- _REQUIRED ACTION_
Look through the entries and report how many lines include the word "KmsError". Give the number alone.

- _DATA RECORDS_
────
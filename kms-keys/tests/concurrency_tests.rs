//! Concurrent access to a single key management service
// Copyright 2025 Francisco F. Pinochet
//
// Licensed under the Apache License, Version 2.0 (the "License");
// you may not use this file except in compliance with the License.
// You may obtain a copy of the License at
//
//     http://www.apache.org/licenses/LICENSE-2.0
//
// Unless required by applicable law or agreed to in writing, software
// distributed under the License is distributed on an "AS IS" BASIS,
// WITHOUT WARRANTIES OR CONDITIONS OF ANY KIND, either express or implied.
// See the License for the specific language governing permissions and
// limitations under the License.


use async_trait::async_trait;
use chrono::{DateTime, Utc};
use kms_keys::crypto::WrappedKey;
use kms_keys::{
    AuditLogger, CreateKeyOptions, EncryptedKeyData, KeyCacheManager, KeyFilter,
    KeyManagementService, KeyPurpose, KeyRotationManager, KeyStatus, KeyStorage, KmsError,
    KmsResult, LocalKeyStorage, MasterKeyManager, MemoryAuditStore, MemoryCache,
    MemoryScheduleStore, Metadata, StatusCounts, StatusUpdate,
};
use std::collections::HashSet;
use std::sync::atomic::{AtomicBool, Ordering};
use std::sync::Arc;
use std::time::Duration;
use tokio::sync::Notify;

const MASTER: &str = "9a8b7c6d5e4f30211203f4e5d6c7b8a99a8b7c6d5e4f30211203f4e5d6c7b8a9";

/// Storage that can hold one `get_key` call after it has read the record,
/// until the test releases it
struct GatedStorage {
    inner: LocalKeyStorage,
    armed: AtomicBool,
    reached: Notify,
    release: Notify,
}

impl GatedStorage {
    fn new() -> Self {
        Self {
            inner: LocalKeyStorage::ephemeral(),
            armed: AtomicBool::new(false),
            reached: Notify::new(),
            release: Notify::new(),
        }
    }

    fn arm(&self) {
        self.armed.store(true, Ordering::SeqCst);
    }
}

#[async_trait]
impl KeyStorage for GatedStorage {
    async fn save_key(&self, record: &EncryptedKeyData) -> KmsResult<()> {
        self.inner.save_key(record).await
    }

    async fn insert_next_version(&self, record: EncryptedKeyData) -> KmsResult<EncryptedKeyData> {
        self.inner.insert_next_version(record).await
    }

    async fn get_key(&self, key_id: &str, tenant_id: &str) -> KmsResult<Option<EncryptedKeyData>> {
        let record = self.inner.get_key(key_id, tenant_id).await?;
        if self.armed.swap(false, Ordering::SeqCst) {
            self.reached.notify_one();
            self.release.notified().await;
        }
        Ok(record)
    }

    async fn get_latest_key_for_purpose(
        &self,
        tenant_id: &str,
        purpose: KeyPurpose,
    ) -> KmsResult<Option<EncryptedKeyData>> {
        self.inner.get_latest_key_for_purpose(tenant_id, purpose).await
    }

    async fn update_key_status(&self, key_id: &str, tenant_id: &str, status: KeyStatus) -> KmsResult<bool> {
        self.inner.update_key_status(key_id, tenant_id, status).await
    }

    async fn transition_key_status(
        &self,
        key_id: &str,
        tenant_id: &str,
        expected: KeyStatus,
        new_status: KeyStatus,
    ) -> KmsResult<StatusUpdate> {
        self.inner
            .transition_key_status(key_id, tenant_id, expected, new_status)
            .await
    }

    async fn update_last_used(&self, key_id: &str, tenant_id: &str) -> KmsResult<bool> {
        self.inner.update_last_used(key_id, tenant_id).await
    }

    async fn update_key_metadata(
        &self,
        key_id: &str,
        tenant_id: &str,
        expires_at: Option<DateTime<Utc>>,
        metadata: Metadata,
    ) -> KmsResult<bool> {
        self.inner
            .update_key_metadata(key_id, tenant_id, expires_at, metadata)
            .await
    }

    async fn update_wrapped_key(&self, key_id: &str, tenant_id: &str, wrapped: &WrappedKey) -> KmsResult<bool> {
        self.inner.update_wrapped_key(key_id, tenant_id, wrapped).await
    }

    async fn list_keys(&self, tenant_id: &str, filter: &KeyFilter) -> KmsResult<Vec<EncryptedKeyData>> {
        self.inner.list_keys(tenant_id, filter).await
    }

    async fn delete_key(&self, key_id: &str, tenant_id: &str) -> KmsResult<bool> {
        self.inner.delete_key(key_id, tenant_id).await
    }

    async fn count_keys_by_status(&self, tenant_id: &str) -> KmsResult<StatusCounts> {
        self.inner.count_keys_by_status(tenant_id).await
    }

    async fn find_expired_keys(&self, tenant_id: Option<&str>) -> KmsResult<Vec<EncryptedKeyData>> {
        self.inner.find_expired_keys(tenant_id).await
    }

    async fn max_version(&self, tenant_id: &str, purpose: KeyPurpose) -> KmsResult<u32> {
        self.inner.max_version(tenant_id, purpose).await
    }

    async fn ping(&self) -> KmsResult<()> {
        self.inner.ping().await
    }
}

fn service_over(storage: Arc<GatedStorage>) -> Arc<KeyManagementService> {
    let storage: Arc<dyn KeyStorage> = storage;
    let rotation = KeyRotationManager::new(storage.clone(), Arc::new(MemoryScheduleStore::new()));
    Arc::new(KeyManagementService::new(
        Arc::new(MasterKeyManager::from_hex(MASTER).unwrap()),
        storage,
        KeyCacheManager::new(Arc::new(MemoryCache::new())),
        AuditLogger::new(Arc::new(MemoryAuditStore::new()), Some("concurrency-audit-key")),
        rotation,
    ))
}

fn in_memory() -> Arc<KeyManagementService> {
    Arc::new(KeyManagementService::in_memory(
        Arc::new(MasterKeyManager::from_hex(MASTER).unwrap()),
        Some("concurrency-audit-key"),
    ))
}

#[tokio::test(flavor = "multi_thread", worker_threads = 4)]
async fn test_disable_during_cache_fill_leaves_no_stale_entry() {
    let storage = Arc::new(GatedStorage::new());
    let kms = service_over(storage.clone());
    let created = kms
        .create_key(CreateKeyOptions::new("acme", KeyPurpose::DataEncryption))
        .await
        .unwrap();
    assert!(!kms.cache().is_cached(&created.id, "acme").await);

    // reader loads the ACTIVE record, then stalls before caching it
    storage.arm();
    let reader = {
        let kms = kms.clone();
        let key_id = created.id.clone();
        tokio::spawn(async move { kms.get_key(&key_id, "acme", None).await })
    };
    storage.reached.notified().await;

    let disabler = {
        let kms = kms.clone();
        let key_id = created.id.clone();
        tokio::spawn(async move { kms.deactivate_key(&key_id, "acme").await })
    };
    tokio::time::sleep(Duration::from_millis(50)).await;
    assert!(!disabler.is_finished(), "status change must wait for the in-flight read");

    storage.release.notify_one();
    let read = reader.await.unwrap();
    assert_eq!(read.unwrap().status, KeyStatus::Active);
    let disabled = disabler.await.unwrap().unwrap();
    assert_eq!(disabled.status, KeyStatus::Disabled);

    assert!(!kms.cache().is_cached(&created.id, "acme").await);
    let err = kms.get_key(&created.id, "acme", None).await.unwrap_err();
    assert!(matches!(err, KmsError::KeyDisabled(_)));
}

#[tokio::test(flavor = "multi_thread", worker_threads = 4)]
async fn test_concurrent_creates_get_distinct_versions() {
    let kms = in_memory();

    let mut handles = Vec::new();
    for _ in 0..8 {
        let kms = kms.clone();
        handles.push(tokio::spawn(async move {
            kms.create_key(CreateKeyOptions::new("acme", KeyPurpose::FieldEncryption))
                .await
                .unwrap()
                .version
        }));
    }
    let mut versions = Vec::new();
    for handle in handles {
        versions.push(handle.await.unwrap());
    }
    versions.sort_unstable();
    assert_eq!(versions, (1..=8).collect::<Vec<u32>>());
}

#[tokio::test(flavor = "multi_thread", worker_threads = 4)]
async fn test_first_active_key_is_created_once() {
    let kms = in_memory();

    let mut handles = Vec::new();
    for _ in 0..8 {
        let kms = kms.clone();
        handles.push(tokio::spawn(async move {
            kms.get_active_key_for_purpose("acme", KeyPurpose::DocumentEncryption, Some("uploads"))
                .await
                .unwrap()
                .id
        }));
    }
    let mut ids = HashSet::new();
    for handle in handles {
        ids.insert(handle.await.unwrap());
    }
    assert_eq!(ids.len(), 1);

    let counts = kms.count_keys_by_status("acme").await.unwrap();
    assert_eq!(counts.active, 1);
    assert_eq!(kms.list_keys("acme", &KeyFilter::default()).await.unwrap().len(), 1);
}

#[tokio::test(flavor = "multi_thread", worker_threads = 4)]
async fn test_compromise_racing_rotation_ends_compromised() {
    for round in 0..10 {
        let kms = in_memory();
        let tenant = format!("tenant-{}", round);
        let created = kms
            .create_key(CreateKeyOptions::new(&tenant, KeyPurpose::DataEncryption))
            .await
            .unwrap();

        let rotate = {
            let kms = kms.clone();
            let (key_id, tenant) = (created.id.clone(), tenant.clone());
            tokio::spawn(async move { kms.rotate_key(&key_id, &tenant).await })
        };
        let compromise = {
            let kms = kms.clone();
            let (key_id, tenant) = (created.id.clone(), tenant.clone());
            tokio::spawn(async move { kms.mark_key_compromised(&key_id, &tenant, "key material leaked").await })
        };

        let rotated = rotate.await.unwrap();
        compromise.await.unwrap().unwrap();

        let meta = kms.get_key_metadata(&created.id, &tenant).await.unwrap();
        assert_eq!(meta.status, KeyStatus::Compromised);
        let err = kms.get_key(&created.id, &tenant, None).await.unwrap_err();
        assert!(matches!(err, KmsError::KeyCompromised(_)));

        let keys = kms.list_keys(&tenant, &KeyFilter::default()).await.unwrap();
        match rotated {
            Ok(replacement) => {
                assert_eq!(keys.len(), 2);
                assert_eq!(replacement.status, KeyStatus::Active);
            }
            Err(e) => {
                assert!(matches!(e, KmsError::InvalidStatusTransition(_)));
                assert_eq!(keys.len(), 1);
            }
        }
        assert!(kms.count_keys_by_status(&tenant).await.unwrap().active <= 1);
    }
}

#[tokio::test(flavor = "multi_thread", worker_threads = 4)]
async fn test_reads_keep_succeeding_during_rotation() {
    let kms = in_memory();
    let created = kms
        .create_key(CreateKeyOptions::new("acme", KeyPurpose::DataEncryption))
        .await
        .unwrap();

    let mut readers = Vec::new();
    for _ in 0..4 {
        let kms = kms.clone();
        let key_id = created.id.clone();
        readers.push(tokio::spawn(async move {
            for _ in 0..20 {
                kms.get_key(&key_id, "acme", None).await.unwrap();
            }
        }));
    }
    let replacement = kms.rotate_key(&created.id, "acme").await.unwrap();
    for reader in readers {
        reader.await.unwrap();
    }

    let deprecated = kms.get_key(&created.id, "acme", None).await.unwrap();
    assert_eq!(deprecated.status, KeyStatus::Deprecated);
    assert_eq!(replacement.version, 2);
}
────
- _TASK SOLUTION_
4